Globalization has been much blamed but little measured, the latter perhaps explaining the former. What you cannot put dimensions to is easy to fear as an unstoppable juggernaut. When you put numbers in it immediately looks less oppressive and -- this is the gist of a recent essay in Foreign Policy -- may even diminish. The magazine recently broke new ground by publishing an index of globalization. It claims the rate at which globalization has been growing has started to fall in recent years.

A word of caution, especially for those who equate globalization with American cultural imperialism. Foreign Policy is published by the Carnegie Endowment for International Peace, which is a not-for-profit foundation with good internationalist credentials. But the index has been compiled in collaboration with AT Kearney (a global consultant) which is owned by EDS. This is the company that bid to run UK air traffic control and, at some considerable cost, supplies IT services to the UK government. It is a company with a vested interest in... globalization.

Which of course needs to be measured in terms of the flow of goods, services and capital. Obvious indicators include investment, capital flows and foreign income as a proportion of national income and convergence between domestic and international prices. Information technology is a proxy for "openness" so the population online and the number of internet hosts or secure servers per capita become significant. Foreign Policy's list is not exhaustive or unexceptionable. The point is, not all the indicators move in the same direction or at anything like the same speed. And the American way is not, it turns out, the global way.

The winner of the "most globalized" country prize goes to Singapore. Anti-capitalist protests would not be welcome in Lee Kuan Yew's Asian paradise but they would have to respect how he managed to insulate the country while pursuing an aggressively open policy in trade and finance. And it is open. Singapore's outgoing telephone traffic is nearly 390 minutes per year per head, four times as much as from the United States.

In a different way, the countries ranked second to eighth on Foreign Policy's list of most globalized show that cultural differences or indeed versions of socialism need not be casualties of economic liberalism. For top dogs after Singapore are the Netherlands, Sweden, Switzerland, Finland, the Irish Republic and Austria. With the exception of the Republic of Ireland, they are notoriously collectivist. The Dutch and Swedes seem to have found a way to combine trade, technological advance and tourism with high tax and public spending. Dutch foreign investment is worth 19 percent of GDP.

Some 44 percent of Swedish households are online, while Finland and Norway have more than 70 web-connected servers (internet hosts) per 1,000 people. And generous welfare benefits. Someone should tell Tony Blair and Gordon Brown that they too can have free trade and investment and social security. Foreign Policy comments "the fact that Sweden, Finland and the rest of Scandinavia have been able to nurture fast moving technological developments with lumbering regulatory and tax regimes offers an unexpected contradiction". But only to Americans and Blair's advisers.

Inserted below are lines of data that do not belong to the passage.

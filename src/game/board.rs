//! Connect-4 board value.
//!
//! The grid is stored row-major with row 0 at the top, so a disc dropped into a
//! column lands on the highest free row index:
//! ```text
//! Row 0: . . . . . . .   <- Top
//! ...
//! Row 5: . . . . . . .   <- Bottom
//!        1 2 3 4 5 6 7
//! ```
use crate::{ConnectFourError, Result};
use serde::{Deserialize, Serialize};
use std::fmt;

pub const ROWS: usize = 6;
pub const COLS: usize = 7;

#[derive(Debug, Clone, Copy, PartialEq, Eq, Hash, Serialize, Deserialize)]
pub enum Player {
    X,
    O,
}

impl Player {
    pub fn opponent(self) -> Player {
        match self {
            Player::X => Player::O,
            Player::O => Player::X,
        }
    }

    pub fn symbol(self) -> char {
        match self {
            Player::X => 'X',
            Player::O => 'O',
        }
    }
}

impl fmt::Display for Player {
    fn fmt(&self, f: &mut fmt::Formatter<'_>) -> fmt::Result {
        write!(f, "{}", self.symbol())
    }
}

#[derive(Debug, Clone, Copy, PartialEq, Eq, Hash, Serialize, Deserialize)]
#[serde(try_from = "BoardRepr")]
pub struct Board {
    pub(crate) cells: [[Option<Player>; COLS]; ROWS],
    pub(crate) current_player: Player,
}

/// Unchecked wire form, validated on the way into `Board`.
#[derive(Deserialize)]
struct BoardRepr {
    cells: [[Option<Player>; COLS]; ROWS],
    current_player: Player,
}

impl TryFrom<BoardRepr> for Board {
    type Error = ConnectFourError;

    fn try_from(repr: BoardRepr) -> Result<Self> {
        let board = Board {
            cells: repr.cells,
            current_player: repr.current_player,
        };
        board.validate()?;
        Ok(board)
    }
}

pub fn create_board_empty() -> Board {
    Board {
        cells: [[None; COLS]; ROWS],
        current_player: Player::X,
    }
}

impl Default for Board {
    fn default() -> Self {
        create_board_empty()
    }
}

impl Board {
    /// Player whose disc goes in next.
    pub fn current_player(&self) -> Player {
        self.current_player
    }

    /// Content of a cell, `None` when empty or outside the grid.
    pub fn cell(&self, row: usize, column: usize) -> Option<Player> {
        if row < ROWS && column < COLS {
            self.cells[row][column]
        } else {
            None
        }
    }

    /// Out-of-range columns count as full.
    pub fn is_column_full(&self, column: usize) -> bool {
        column >= COLS || self.cells[0][column].is_some()
    }

    pub fn is_full(&self) -> bool {
        (0..COLS).all(|column| self.is_column_full(column))
    }

    pub fn disc_count(&self) -> usize {
        self.cells.iter().flatten().filter(|cell| cell.is_some()).count()
    }

    /// Builds a board from six row strings, top row first.
    ///
    /// `X` and `O` are discs, `.` (or a space) is empty. The player to move is
    /// derived from the disc counts since X always starts: equal counts means X
    /// moves, one extra X means O moves. Floating discs are rejected.
    pub fn from_rows(rows: [&str; ROWS]) -> Result<Board> {
        let mut board = create_board_empty();

        for (row, line) in rows.iter().enumerate() {
            let symbols: Vec<char> = line.chars().collect();
            if symbols.len() != COLS {
                return Err(ConnectFourError::InvalidBoard(format!(
                    "row {} has {} cells, expected {}",
                    row,
                    symbols.len(),
                    COLS
                )));
            }
            for (column, symbol) in symbols.into_iter().enumerate() {
                board.cells[row][column] = match symbol {
                    'X' | 'x' => Some(Player::X),
                    'O' | 'o' => Some(Player::O),
                    '.' | ' ' => None,
                    other => {
                        return Err(ConnectFourError::InvalidBoard(format!(
                            "unexpected symbol '{}' at row {}, column {}",
                            other, row, column
                        )))
                    }
                };
            }
        }

        board.current_player = board.player_to_move()?;
        board.validate()?;
        Ok(board)
    }

    /// Checks that no disc floats and that the player to move matches the
    /// disc counts.
    pub fn validate(&self) -> Result<()> {
        for column in 0..COLS {
            for row in 0..ROWS - 1 {
                if self.cells[row][column].is_some() && self.cells[row + 1][column].is_none() {
                    return Err(ConnectFourError::InvalidBoard(format!(
                        "floating disc at row {}, column {}",
                        row, column
                    )));
                }
            }
        }

        let expected = self.player_to_move()?;
        if self.current_player != expected {
            return Err(ConnectFourError::InvalidBoard(format!(
                "{} to move but the disc counts give the turn to {}",
                self.current_player, expected
            )));
        }
        Ok(())
    }

    fn player_to_move(&self) -> Result<Player> {
        let x_count = self.count_of(Player::X);
        let o_count = self.count_of(Player::O);
        if x_count == o_count {
            Ok(Player::X)
        } else if x_count == o_count + 1 {
            Ok(Player::O)
        } else {
            Err(ConnectFourError::InvalidBoard(format!(
                "impossible disc counts: {} X against {} O",
                x_count, o_count
            )))
        }
    }

    fn count_of(&self, player: Player) -> usize {
        self.cells
            .iter()
            .flatten()
            .filter(|cell| **cell == Some(player))
            .count()
    }
}

impl fmt::Display for Board {
    fn fmt(&self, f: &mut fmt::Formatter<'_>) -> fmt::Result {
        for row in &self.cells {
            for cell in row {
                let symbol = cell.map(Player::symbol).unwrap_or('.');
                write!(f, " {} ", symbol)?;
            }
            writeln!(f)?;
        }
        for column in 1..=COLS {
            write!(f, " {} ", column)?;
        }
        writeln!(f)
    }
}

The UK comes next in the list followed by -- Scandinavians again -- Norway and Denmark. Then the United States, not as open as all that. Proportionately, the United States receives one sixth of Singapore's tourists and travelers. And Swiss citizens spend 400 percent more time on international phone calls than Americans. The United States "posted relatively low scores in measures of economic integration and personal contact with the rest of the world" -- which may be one reason for George Bush and national missile defense.

Israel and Malaysia feature in the top 20, signaling once again that globalization tells you very little about domestic policy. There is no Fukuyama-esque logic here. Meanwhile many countries remain "stalled at much lower levels of integration with little indication of change". Coca-colonization, as it used to be called, does not have much effect on underlying values and the arrival of McDonald's does not rule out progressive taxation.

On this index moreover globalization is positively correlated with fairness. The most open countries have more equitable income distribution and score well on measures of honesty in public and commercial affairs and political pluralism.